Италия, с уже угасающей тогда культурой, все еще сохраняла могущественное влияние на все без исключения европейские страны — от великих держав до крошечных германских герцогств. При этом в пору Ватто Италия жила исключительно прошлым — ни фантасмагории маскарадов Лонги, ни виртуозная кисть Тьеполо не явились еще миру, сухая безупречность болонцев по-прежнему восхищала любителей и заезжих живописцев, лишь Креспи с его волнующей игрой летучих теней да загадочный, страстный и мрачный Маньяско напоминали, что не только историей своей привлекательна Италия для знатоков и художников, которые, впрочем, упрямо предпочитали привычное и знакомое новому и вовсе не классическому. Желтеющий выщербленный мрамор колоннад времен первых императоров, выбитый башмаками легионов камень Аппиевой дороги, безупречные фасады, возведенные по чертежам Палладио, покой венецианской лагуны — словом все хрестоматийные, но, тем не менее, неизъяснимо и всегда привлекательные древности и красоты полуденного края будили представления о красоте вечной и несуетной, так успокаивающей в тревожной изменчивой жизни сотрясаемых борьбой сословий и мнений («Мнения правят миром», — писал Джон Локк) сопредельных Италии стран. Шефтсбери, о котором был уже случай упомянуть, прожил в Италии самые плодотворные свои годы и умер в Неаполе, ни разу, естественно, не задумавшись о неведомых иностранцам проблемах современных потомков Ромула. Да и сами итальянские художники, не находя у себя на родине ни вдохновения, ни признания, ни просто богатых заказчиков, искали покровительства иностранных меценатов, как Себастьяно Риччи — в Англии, как позднее Тьеполо в Вюрцбурге и Мадриде. Судьба итальянских комедиантов и певцов нам уже известна, впрочем, театр оставался во многом и итальянским. «Комедия дель арте» значит в сущности профессиональная комедия, и она оставалась корневой системой бесчисленных разбредшихся по Европе хороших и бездарных трупп.

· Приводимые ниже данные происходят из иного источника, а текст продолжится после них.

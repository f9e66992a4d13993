#[cfg(feature = "cli")]
pub mod cli;
pub mod toml_config;

#[cfg(feature = "cli")]
pub use cli::{ClientArgs, ConvertArgs, ServerArgs};
pub use toml_config::ServerConfig;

Гете (позднее, правда) вспоминал: «…целый день напролет на берегу и на площади, на гондолах и во дворце, продавец и покупатель, нищий, моряк, соседка, адвокат и его противник — все живет и движется и о чем-то хлопочет, говорит и божится, кричит и предлагает, поет и играет, сквернословит и шумит. А вечером они идут в театр, где видят и слышат свою дневную жизнь, искусно сгруппированную, изящно принаряженную, переплетенную со сказкой, отодвинутую от действительности, благодаря маскам и близкую к ней в бытовом отношении. Этому они по-детски радуются, снова кричат, хлопают и шумят».

Не стоило бы, наверное, приводить столь длинную цитату даже из самого Гете, если бы не ощущалось в ней то, о чем и ради чего пишется эта глава — соприкосновение — причудливое и живое разных культур. Будто автор «Фауста» разглядел в итальянском театре нечто, что может объяснить и сегодня какие-то качества искусства Ватто, его видение итальянских актеров, его восприятие жизни «искусно сгруппированной», как очень точно написал Гете.

Все же Италию, особенно старую, знали и понимали поверхностно и плохо. Люди наиболее чуткие воспринимали ее покой, дыхание старины, но не умели отличать древность от ее ловкого повторения, посредственные принаряженные копии от настоящей античности, разбросанной по случайным коллекциям, никем не изученной и не систематизированной.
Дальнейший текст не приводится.